The above lines are the indicator of Blake’s mysticism as the critics are in accord that the child is not simple but Jesus Christ himself. The same title poem of “Songs of Experience,” published in 1794, bears mysticism as it was also written in a vision poem.
“The Lamb and The Tyger”: These two poems are contradictory as they depict the two opposite states of God’s quality. The former one limns naïve and mild nature of God, and the latter one flaunts the harshness of the Almighty. The representation of the subject matter of these poems is so mystic that the critics are to evaluate Blake as a mystic.

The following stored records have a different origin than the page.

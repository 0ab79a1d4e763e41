//! # Gate in front of the blocking pool.
//!
//! Every backend call (attach, script creation, load, remote calls, detach) blocks
//! its thread. [`Offload`] runs such calls through [`tokio::task::spawn_blocking`]
//! behind an optional semaphore sized by [`Config::max_blocking`](crate::Config).
//!
//! ## Rules
//! - The permit moves into the blocking closure, so the cap holds even when the
//!   awaiting future is dropped and the call keeps running.
//! - A dropped future abandons the result; the closure still runs to completion.

use std::sync::Arc;

use tokio::sync::Semaphore;

use crate::error::SessionError;

/// Bounded access to the blocking pool.
///
/// Cheap to clone; clones share the semaphore.
#[derive(Clone, Debug)]
pub struct Offload {
    semaphore: Option<Arc<Semaphore>>,
}

impl Offload {
    /// `None` = no cap.
    pub fn new(limit: Option<usize>) -> Self {
        Self {
            semaphore: limit.map(|n| Arc::new(Semaphore::new(n))),
        }
    }

    /// Runs `f` on the blocking pool and waits for its result.
    pub async fn run<F, T>(&self, f: F) -> Result<T, SessionError>
    where
        F: FnOnce() -> T + Send + 'static,
        T: Send + 'static,
    {
        let permit = match &self.semaphore {
            Some(sem) => Some(Arc::clone(sem).acquire_owned().await.map_err(|_| {
                SessionError::Offload {
                    reason: "blocking gate closed".into(),
                }
            })?),
            None => None,
        };

        tokio::task::spawn_blocking(move || {
            let _permit = permit;
            f()
        })
        .await
        .map_err(|e| SessionError::Offload {
            reason: e.to_string(),
        })
    }
}

#[cfg(test)]
mod tests {
    use super::*;
    use std::sync::atomic::{AtomicUsize, Ordering};
    use std::time::Duration;

    #[tokio::test(flavor = "multi_thread", worker_threads = 2)]
    async fn cap_limits_concurrent_calls() {
        let gate = Offload::new(Some(1));
        let running = Arc::new(AtomicUsize::new(0));
        let peak = Arc::new(AtomicUsize::new(0));

        let mut calls = Vec::new();
        for _ in 0..4 {
            let gate = gate.clone();
            let running = Arc::clone(&running);
            let peak = Arc::clone(&peak);
            calls.push(tokio::spawn(async move {
                gate.run(move || {
                    let now = running.fetch_add(1, Ordering::SeqCst) + 1;
                    peak.fetch_max(now, Ordering::SeqCst);
                    std::thread::sleep(Duration::from_millis(20));
                    running.fetch_sub(1, Ordering::SeqCst);
                })
                .await
            }));
        }
        for c in calls {
            c.await.expect("join").expect("offload");
        }
        assert_eq!(peak.load(Ordering::SeqCst), 1);
    }

    #[tokio::test(flavor = "multi_thread", worker_threads = 2)]
    async fn panic_in_call_is_offload_error() {
        let gate = Offload::new(None);
        let err = gate
            .run(|| -> u32 { panic!("backend crashed") })
            .await
            .expect_err("panic");
        assert_eq!(err.as_label(), "offload_failure");
    }
}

Did he who made the Lamb make thee?
A person who has a union with the Omnipotent can understand and feel by heart such quality of the Creator.
“The Chimney Sweeper”: The most illustrated mystic poem is “The Chimney Sweeper” of “Songs of Innocence and Experience.” This is one of the visionary poems of William Blake, which proves his very deep mysticism because of the message of the poem.
And the angel told Tom, if he’d be a good boy,
He’d have God for his father, and never want joy.
Thus, Blake clarifies his union with God by conveying that a pious person seeks God’s satisfaction and gets satisfied when he gets God as his guardian.
The Little Black Boy: This is one of the mystic poems of “Songs of Innocence.” This is basically a poem of consolation for the people of the world who are deprived of materialistic facilities; that’s why the poet asserts that children will one day gather around God’s golden tent and will rejoice like a lamb.
…. Come out from the grove, My love and care,
And round my golden tent like lambs rejoice.
From this quotation, it is clear that the poet is not only a mystic, but he has tried to make all the deprived human beings of the world mystic.
Miscellaneous: Basically, almost all of Blake’s poems bear the concept of mysticism. The most illustrated poems of “Songs of Innocence and of Experience,” which are pregnant with mystic elements, are “The Divine Image, The Little Boy Lost, The Little Boy Found. The Little Girl Lost, The Little Girl Found,” etc.
In termination, Blake is a luminary figure in the history of English poetry for his mystic and symbolic qualities. His prophecy proves him a pious one because he is the first one in English literature who satires authority in support of common people.